After screening through candidates CV’s and lining up which potential new hires have the skills, experience, and qualifications to do the role, next comes the tricky bit: Working out whether they are the right culture fit for the firm.
Some recruiters have gone to extreme lengths to decipher whether the personality of the person they're interviewing would gel with the team and company values.
Just last week, one hiring manager was slammed online for the questionable practice of asking candidates: “How do you feel life has worked out for you so far?”
The question went viral for being intrusive, too personal and possibly discriminatory.
To avoid online ire—and get a more useful answer from the interviewee—hiring managers might want to put Deloitte U.S. head of talent David Rizzo’s favorite interview question to the test.
Rizzo’s team sorts more than 2 million job applications a year, so they've built up a storehouse of experience for deciding who’s the right fit for a role.
If you can highlight only one thing on your résumé, what is it and why?
In an interview with Insider, Rizzo revealed his favorite interview question: "If you can highlight only one bullet, accomplishment, or activity on your résumé, what is it and why?"
"This question tells us a lot about what's important to the candidate,” he said.
From that one query, hiring managers can find out what a prospective new hire is most passionate about, what they’ve accomplished and how that reflects their strengths, as well as where their purpose and values lie.
“I like this as an opening question because it allows the candidate to signal how they want to be known and remembered,” Rizzo added.
A recent example of the question in practice is when Rizzo interviewed a candidate with relevant work experiences, a high GPA in business school, and tons of extracurriculars.
You’d assume that he’d use the opening question to highlight one of these many impressive accomplishments. But Rizzo was surprised when, instead, the candidate pointed to the very bottom of his résumé, where he wrote that he’d run a marathon.
In honor of a close family member who died a few years earlier, the candidate ran the race for a relevant charity and developed a detailed "business plan" on their approach, including how they overcame setbacks during training.
“This one response touched on the variety of questions we often ask campus candidates, like ones about goal setting, navigating unanticipated situations, recognition for service excellence, and selling ideas or concepts,” Rizzo said.
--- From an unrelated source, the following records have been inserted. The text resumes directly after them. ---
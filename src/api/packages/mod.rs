pub mod handler;
pub mod routes;
pub mod serializer;

pub use routes::package_routes;
// Typed response values.
//
// Response fields can hold several JSON shapes plus a few types JSON has no
// representation for (URLs, dates, times). Each value is persisted as a
// `(type code, JSON)` pair so it reads back as the same variant.

use chrono::{DateTime, FixedOffset, NaiveDate, NaiveDateTime, NaiveTime, SecondsFormat, SubsecRound, Utc};
use serde_json::{Number, Value};

/// Storage codes; these are persisted and must never be renumbered.
#[derive(Debug, Clone, Copy, PartialEq, Eq, Hash)]
#[repr(i16)]
pub enum ValueType {
    String = 0,
    Integer = 1,
    ArrayOfString = 2,
    Float = 3,
    Url = 4,
    ArrayOfFloat = 5,
    DateTime = 6,
    Date = 7,
    Time = 8,
}

impl ValueType {
    pub fn code(self) -> i16 {
        self as i16
    }

    pub fn from_code(code: i16) -> Option<Self> {
        Some(match code {
            0 => Self::String,
            1 => Self::Integer,
            2 => Self::ArrayOfString,
            3 => Self::Float,
            4 => Self::Url,
            5 => Self::ArrayOfFloat,
            6 => Self::DateTime,
            7 => Self::Date,
            8 => Self::Time,
            _ => return None,
        })
    }
}

#[derive(Debug, Clone, PartialEq)]
pub enum TypedValue {
    String(String),
    Integer(i64),
    ArrayOfString(Vec<String>),
    Float(f64),
    Url(String),
    ArrayOfFloat(Vec<f64>),
    DateTime(DateTime<FixedOffset>),
    Date(NaiveDate),
    Time(NaiveTime, Option<FixedOffset>),
}

impl TypedValue {
    /// Infers the variant of a plain JSON value.
    ///
    /// URLs and temporal values are never inferred: those come from the
    /// question type during validation. Returns `None` for shapes that have
    /// no storage type (null, booleans, objects, mixed arrays).
    pub fn classify(value: &Value) -> Option<Self> {
        match value {
            Value::String(s) => Some(Self::String(s.clone())),
            Value::Number(n) if n.is_f64() => n.as_f64().map(Self::Float),
            Value::Number(n) => n.as_i64().map(Self::Integer),
            Value::Array(items) => {
                let strings: Option<Vec<String>> = items
                    .iter()
                    .map(|item| item.as_str().map(str::to_string))
                    .collect();
                if let Some(strings) = strings {
                    return Some(Self::ArrayOfString(strings));
                }

                let floats: Option<Vec<f64>> = items
                    .iter()
                    .map(|item| match item {
                        Value::Number(n) if n.is_f64() => n.as_f64(),
                        _ => None,
                    })
                    .collect();
                floats.map(Self::ArrayOfFloat)
            }
            _ => None,
        }
    }

    pub fn value_type(&self) -> ValueType {
        match self {
            Self::String(_) => ValueType::String,
            Self::Integer(_) => ValueType::Integer,
            Self::ArrayOfString(_) => ValueType::ArrayOfString,
            Self::Float(_) => ValueType::Float,
            Self::Url(_) => ValueType::Url,
            Self::ArrayOfFloat(_) => ValueType::ArrayOfFloat,
            Self::DateTime(_) => ValueType::DateTime,
            Self::Date(_) => ValueType::Date,
            Self::Time(..) => ValueType::Time,
        }
    }

    /// Row, contact and session ids may only be strings or integers
    pub fn is_identifier(&self) -> bool {
        matches!(self, Self::String(_) | Self::Integer(_))
    }

    /// JSON form, as stored and as returned by the API
    pub fn to_json(&self) -> Value {
        match self {
            Self::String(s) | Self::Url(s) => Value::String(s.clone()),
            Self::Integer(n) => Value::from(*n),
            Self::ArrayOfString(items) => Value::from(items.clone()),
            Self::Float(f) => float_json(*f),
            Self::ArrayOfFloat(items) => Value::Array(items.iter().map(|f| float_json(*f)).collect()),
            Self::DateTime(dt) => Value::String(format_datetime(dt)),
            Self::Date(d) => Value::String(d.format("%Y-%m-%d").to_string()),
            Self::Time(t, offset) => Value::String(format_time(t, offset.as_ref())),
        }
    }

    /// `(code, JSON)` pair for persistence
    pub fn to_stored(&self) -> (i16, Value) {
        (self.value_type().code(), self.to_json())
    }

    /// Rebuilds a value from its persisted pair
    pub fn from_stored(code: i16, value: &Value) -> Result<Self, String> {
        let value_type: ValueType =
            ValueType::from_code(code).ok_or_else(|| format!("unknown value type code {code}"))?;
        let mismatch = || format!("stored value {value} does not match type code {code}");

        match value_type {
            ValueType::String => value.as_str().map(|s| Self::String(s.to_string())).ok_or_else(mismatch),
            ValueType::Url => value.as_str().map(|s| Self::Url(s.to_string())).ok_or_else(mismatch),
            ValueType::Integer => match value {
                Value::Number(n) => n.as_i64().map(Self::Integer).ok_or_else(mismatch),
                // row ids are stored as text
                Value::String(s) => s.parse().map(Self::Integer).map_err(|_| mismatch()),
                _ => Err(mismatch()),
            },
            ValueType::Float => value.as_f64().map(Self::Float).ok_or_else(mismatch),
            ValueType::ArrayOfString => value
                .as_array()
                .and_then(|items| items.iter().map(|i| i.as_str().map(str::to_string)).collect())
                .map(Self::ArrayOfString)
                .ok_or_else(mismatch),
            ValueType::ArrayOfFloat => value
                .as_array()
                .and_then(|items| items.iter().map(Value::as_f64).collect())
                .map(Self::ArrayOfFloat)
                .ok_or_else(mismatch),
            ValueType::DateTime => value
                .as_str()
                .and_then(parse_iso_datetime)
                .map(Self::DateTime)
                .ok_or_else(mismatch),
            ValueType::Date => value
                .as_str()
                .and_then(parse_iso_date)
                .map(Self::Date)
                .ok_or_else(mismatch),
            ValueType::Time => value
                .as_str()
                .and_then(parse_iso_time)
                .map(|(t, offset)| Self::Time(t, offset))
                .ok_or_else(mismatch),
        }
    }

    /// Text key used for the per-question uniqueness of row ids
    pub fn identifier_text(&self) -> String {
        match self {
            Self::String(s) => s.clone(),
            other => display_json(&other.to_json()),
        }
    }
}

fn display_json(value: &Value) -> String {
    match value {
        Value::String(s) => s.clone(),
        other => other.to_string(),
    }
}

fn float_json(value: f64) -> Value {
    Number::from_f64(value).map(Value::Number).unwrap_or(Value::Null)
}

// =============================================================================
// ISO-8601 HELPERS
// =============================================================================

/// Formats a timestamp like `2015-11-26T02:59:24+00:00`
pub fn format_datetime<Tz: chrono::TimeZone>(value: &DateTime<Tz>) -> String
where
    Tz::Offset: std::fmt::Display,
{
    value.to_rfc3339_opts(SecondsFormat::AutoSi, false)
}

/// Timestamps are stored, compared and carried in cursors at microsecond precision
pub fn storage_precision(value: DateTime<Utc>) -> DateTime<Utc> {
    value.trunc_subsecs(6)
}

pub fn format_utc(value: &DateTime<Utc>) -> String {
    format_datetime(value)
}

fn format_time(value: &NaiveTime, offset: Option<&FixedOffset>) -> String {
    let base: String = value.format("%H:%M:%S%.f").to_string();
    match offset {
        Some(offset) => format!("{base}{offset}"),
        None => base,
    }
}

/// Parses an ISO-8601 / RFC 3339 date-time. A space may separate date and
/// time, seconds are optional, and values without an offset are read as UTC.
pub fn parse_iso_datetime(input: &str) -> Option<DateTime<FixedOffset>> {
    let input: &str = input.trim();
    if input.len() < 16 {
        return None;
    }

    let normalized: String = match input.as_bytes().get(10) {
        Some(b' ') | Some(b't') => format!("{}T{}", &input[..10], &input[11..]),
        _ => input.to_string(),
    };

    if let Ok(dt) = DateTime::parse_from_rfc3339(&normalized) {
        return Some(dt);
    }

    const WITH_OFFSET: [&str; 2] = ["%Y-%m-%dT%H:%M%:z", "%Y-%m-%dT%H:%M:%S%.f%z"];
    for format in WITH_OFFSET {
        if let Ok(dt) = DateTime::parse_from_str(&normalized, format) {
            return Some(dt);
        }
    }

    if let Some(stripped) = normalized.strip_suffix('Z').or_else(|| normalized.strip_suffix('z')) {
        return parse_naive_datetime(stripped);
    }

    parse_naive_datetime(&normalized)
}

fn parse_naive_datetime(input: &str) -> Option<DateTime<FixedOffset>> {
    const NAIVE: [&str; 2] = ["%Y-%m-%dT%H:%M:%S%.f", "%Y-%m-%dT%H:%M"];
    NAIVE
        .iter()
        .find_map(|format| NaiveDateTime::parse_from_str(input, format).ok())
        .map(|naive| naive.and_utc().fixed_offset())
}

pub fn parse_iso_date(input: &str) -> Option<NaiveDate> {
    NaiveDate::parse_from_str(input.trim(), "%Y-%m-%d").ok()
}

/// Parses `HH:MM[:SS[.ffffff]]` with an optional `Z` or `±HH:MM` suffix
pub fn parse_iso_time(input: &str) -> Option<(NaiveTime, Option<FixedOffset>)> {
    let input: &str = input.trim();

    let (clock, offset): (&str, Option<FixedOffset>) = if let Some(clock) = input.strip_suffix('Z') {
        (clock, FixedOffset::east_opt(0))
    } else if let Some(position) = input.rfind(['+', '-']) {
        let (clock, suffix) = input.split_at(position);
        (clock, Some(parse_offset(suffix)?))
    } else {
        (input, None)
    };

    const CLOCK: [&str; 2] = ["%H:%M:%S%.f", "%H:%M"];
    CLOCK
        .iter()
        .find_map(|format| NaiveTime::parse_from_str(clock, format).ok())
        .map(|time| (time, offset))
}

fn parse_offset(suffix: &str) -> Option<FixedOffset> {
    let sign: i32 = if suffix.starts_with('-') { -1 } else { 1 };
    let digits: &str = &suffix[1..];
    let (hours, minutes) = digits.split_once(':').unwrap_or((digits, "0"));
    let hours: i32 = hours.parse().ok()?;
    let minutes: i32 = minutes.parse().ok()?;
    if hours > 23 || minutes > 59 {
        return None;
    }
    FixedOffset::east_opt(sign * (hours * 3600 + minutes * 60))
}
“Their story left a lasting impression of who they are, and this is what your goal should be during your interview.”
What Deloitte looks for in candidates
After having screened for technical skill, Rizzo looks for applicants “who are mindful about the influence they can have on their colleagues and their community, and who can show clear connections between their actions and changes made.”
He also looks out for candidates who are interested in their own learning and development, and can demonstrate their ability to adapt to a changing environment, solve complex challenges, and deliver results.
As a business that advises clients, trust is key at Deloitte—“and that trust is earned by developing a long-lasting and evolving bond with our clients”, Rizzo claims.
As such, he looks for evidence of how a candidate's moral compass has guided their decision-making in challenging situations, as well as, their ability to “exceed clients' expectations and even anticipate needs clients have yet to articulate.”
Meanwhile, the specific values that make a candidate a good culture fit for Deloitte are curiosity, being team-focused and purpose-driven: “These are qualities I believe can complement Deloitte's shared values of leadership, integrity, care, inclusion, and collaboration.”